#### TASK REQUIREMENTS:
With the line containing "status.is_running = true;" as the start and the line containing "the current config." as the end, transcribe that span of the entries below exactly, including both.

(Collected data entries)
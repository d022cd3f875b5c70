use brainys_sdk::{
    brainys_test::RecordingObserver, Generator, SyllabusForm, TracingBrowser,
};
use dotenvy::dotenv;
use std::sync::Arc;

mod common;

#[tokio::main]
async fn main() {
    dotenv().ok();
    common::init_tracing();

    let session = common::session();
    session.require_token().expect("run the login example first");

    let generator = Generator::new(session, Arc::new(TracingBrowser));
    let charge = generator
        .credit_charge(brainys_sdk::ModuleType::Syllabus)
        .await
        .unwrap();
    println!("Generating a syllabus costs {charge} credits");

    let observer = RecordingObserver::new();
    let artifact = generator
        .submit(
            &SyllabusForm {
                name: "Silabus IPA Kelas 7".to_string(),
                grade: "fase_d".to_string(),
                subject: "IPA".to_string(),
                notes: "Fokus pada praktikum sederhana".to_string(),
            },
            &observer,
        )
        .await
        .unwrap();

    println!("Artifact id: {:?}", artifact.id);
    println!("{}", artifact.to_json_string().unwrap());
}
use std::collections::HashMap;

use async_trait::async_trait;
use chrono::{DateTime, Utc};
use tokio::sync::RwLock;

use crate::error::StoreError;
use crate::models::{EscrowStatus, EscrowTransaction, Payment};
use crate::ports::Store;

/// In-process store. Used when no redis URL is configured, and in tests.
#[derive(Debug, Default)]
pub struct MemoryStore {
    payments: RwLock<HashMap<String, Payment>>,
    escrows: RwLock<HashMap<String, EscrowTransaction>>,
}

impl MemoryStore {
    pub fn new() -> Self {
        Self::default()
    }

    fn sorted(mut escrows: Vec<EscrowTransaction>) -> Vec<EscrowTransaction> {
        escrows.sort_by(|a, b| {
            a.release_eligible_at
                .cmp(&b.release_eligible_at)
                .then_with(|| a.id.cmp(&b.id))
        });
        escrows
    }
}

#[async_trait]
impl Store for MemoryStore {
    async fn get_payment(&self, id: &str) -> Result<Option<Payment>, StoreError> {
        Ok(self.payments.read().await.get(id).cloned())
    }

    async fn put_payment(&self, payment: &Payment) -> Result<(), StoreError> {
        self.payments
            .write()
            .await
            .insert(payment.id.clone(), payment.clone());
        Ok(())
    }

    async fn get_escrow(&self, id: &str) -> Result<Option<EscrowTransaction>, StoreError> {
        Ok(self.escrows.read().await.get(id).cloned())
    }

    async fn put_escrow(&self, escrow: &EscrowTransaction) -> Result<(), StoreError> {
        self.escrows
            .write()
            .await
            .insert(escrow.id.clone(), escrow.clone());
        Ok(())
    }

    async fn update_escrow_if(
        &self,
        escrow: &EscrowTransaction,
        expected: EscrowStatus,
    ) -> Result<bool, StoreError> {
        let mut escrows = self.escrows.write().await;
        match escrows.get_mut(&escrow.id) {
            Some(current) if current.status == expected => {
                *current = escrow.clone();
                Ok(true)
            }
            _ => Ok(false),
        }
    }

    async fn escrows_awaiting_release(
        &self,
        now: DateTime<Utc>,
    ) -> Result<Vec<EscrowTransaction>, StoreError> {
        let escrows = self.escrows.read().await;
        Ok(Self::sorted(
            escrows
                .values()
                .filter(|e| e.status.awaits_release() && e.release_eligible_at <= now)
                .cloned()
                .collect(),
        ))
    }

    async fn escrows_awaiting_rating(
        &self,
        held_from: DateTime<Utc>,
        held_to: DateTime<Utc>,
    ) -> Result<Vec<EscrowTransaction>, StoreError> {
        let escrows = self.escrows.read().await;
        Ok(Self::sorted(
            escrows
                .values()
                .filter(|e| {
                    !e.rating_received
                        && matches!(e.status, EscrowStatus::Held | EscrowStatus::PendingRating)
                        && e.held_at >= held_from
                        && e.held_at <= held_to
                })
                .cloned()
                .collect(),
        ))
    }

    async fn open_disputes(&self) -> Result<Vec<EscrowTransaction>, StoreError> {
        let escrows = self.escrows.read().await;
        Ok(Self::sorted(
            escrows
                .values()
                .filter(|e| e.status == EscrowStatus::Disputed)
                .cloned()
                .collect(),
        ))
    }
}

* * *

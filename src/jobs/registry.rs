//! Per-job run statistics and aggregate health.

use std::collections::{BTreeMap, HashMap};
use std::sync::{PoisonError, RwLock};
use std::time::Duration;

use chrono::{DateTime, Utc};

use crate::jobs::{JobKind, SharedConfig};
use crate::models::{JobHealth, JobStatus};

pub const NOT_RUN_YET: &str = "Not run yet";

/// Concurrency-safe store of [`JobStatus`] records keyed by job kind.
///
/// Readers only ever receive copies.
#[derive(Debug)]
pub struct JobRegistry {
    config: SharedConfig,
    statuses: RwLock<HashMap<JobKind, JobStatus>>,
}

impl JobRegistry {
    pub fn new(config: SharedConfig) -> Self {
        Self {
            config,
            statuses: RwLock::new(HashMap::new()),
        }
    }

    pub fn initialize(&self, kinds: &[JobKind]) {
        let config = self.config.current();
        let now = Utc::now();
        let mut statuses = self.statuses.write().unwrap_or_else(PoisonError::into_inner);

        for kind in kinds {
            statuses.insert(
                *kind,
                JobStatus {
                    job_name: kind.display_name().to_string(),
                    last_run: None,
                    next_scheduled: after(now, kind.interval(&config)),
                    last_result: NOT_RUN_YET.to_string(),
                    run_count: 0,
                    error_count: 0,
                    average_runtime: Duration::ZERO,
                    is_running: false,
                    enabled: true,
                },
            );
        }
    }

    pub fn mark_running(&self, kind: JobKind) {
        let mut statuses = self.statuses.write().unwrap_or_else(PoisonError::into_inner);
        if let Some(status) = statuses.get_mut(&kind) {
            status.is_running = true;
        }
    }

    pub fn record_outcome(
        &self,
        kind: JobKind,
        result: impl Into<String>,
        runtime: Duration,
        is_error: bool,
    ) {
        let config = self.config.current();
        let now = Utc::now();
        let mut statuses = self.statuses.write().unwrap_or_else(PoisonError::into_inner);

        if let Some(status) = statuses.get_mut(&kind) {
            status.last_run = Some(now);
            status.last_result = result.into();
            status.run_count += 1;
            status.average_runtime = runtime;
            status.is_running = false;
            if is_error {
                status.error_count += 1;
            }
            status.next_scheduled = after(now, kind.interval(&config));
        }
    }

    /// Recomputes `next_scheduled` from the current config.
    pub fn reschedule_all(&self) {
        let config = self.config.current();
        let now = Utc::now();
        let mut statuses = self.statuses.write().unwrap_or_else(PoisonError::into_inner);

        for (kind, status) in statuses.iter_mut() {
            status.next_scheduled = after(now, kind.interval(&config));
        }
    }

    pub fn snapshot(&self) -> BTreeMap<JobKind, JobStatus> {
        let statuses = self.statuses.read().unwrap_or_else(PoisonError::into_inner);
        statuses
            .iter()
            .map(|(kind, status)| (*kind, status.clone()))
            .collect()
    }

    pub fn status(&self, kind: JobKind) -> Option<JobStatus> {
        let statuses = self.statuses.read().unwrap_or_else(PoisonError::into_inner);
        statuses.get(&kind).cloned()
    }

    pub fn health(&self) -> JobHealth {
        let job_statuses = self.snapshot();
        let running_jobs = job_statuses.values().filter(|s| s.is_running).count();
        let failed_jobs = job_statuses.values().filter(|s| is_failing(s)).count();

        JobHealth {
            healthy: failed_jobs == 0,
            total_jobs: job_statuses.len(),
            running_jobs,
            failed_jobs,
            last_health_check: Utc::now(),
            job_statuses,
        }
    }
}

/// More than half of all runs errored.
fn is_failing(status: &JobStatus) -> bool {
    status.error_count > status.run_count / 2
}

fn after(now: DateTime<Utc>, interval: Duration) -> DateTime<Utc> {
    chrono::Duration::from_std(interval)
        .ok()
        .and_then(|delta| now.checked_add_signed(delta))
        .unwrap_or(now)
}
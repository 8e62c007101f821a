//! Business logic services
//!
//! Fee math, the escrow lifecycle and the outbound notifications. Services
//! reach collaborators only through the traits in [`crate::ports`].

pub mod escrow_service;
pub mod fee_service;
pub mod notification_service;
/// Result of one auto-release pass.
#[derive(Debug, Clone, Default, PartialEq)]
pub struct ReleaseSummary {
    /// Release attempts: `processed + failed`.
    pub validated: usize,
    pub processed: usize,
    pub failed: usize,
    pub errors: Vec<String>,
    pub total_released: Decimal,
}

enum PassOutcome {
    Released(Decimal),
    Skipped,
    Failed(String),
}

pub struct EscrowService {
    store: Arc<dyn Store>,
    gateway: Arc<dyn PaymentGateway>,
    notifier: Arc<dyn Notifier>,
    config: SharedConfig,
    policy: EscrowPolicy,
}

#### ANSWER TO THIS TASK:
            status.is_running = true;
        }
    }

    pub fn record_outcome(
        &self,
        kind: JobKind,
        result: impl Into<String>,
        runtime: Duration,
        is_error: bool,
    ) {
        let config = self.config.current();
        let now = Utc::now();
        let mut statuses = self.statuses.write().unwrap_or_else(PoisonError::into_inner);

        if let Some(status) = statuses.get_mut(&kind) {
            status.last_run = Some(now);
            status.last_result = result.into();
            status.run_count += 1;
            status.average_runtime = runtime;
            status.is_running = false;
            if is_error {
                status.error_count += 1;
            }
            status.next_scheduled = after(now, kind.interval(&config));
        }
    }

    /// Recomputes `next_scheduled` from the current config.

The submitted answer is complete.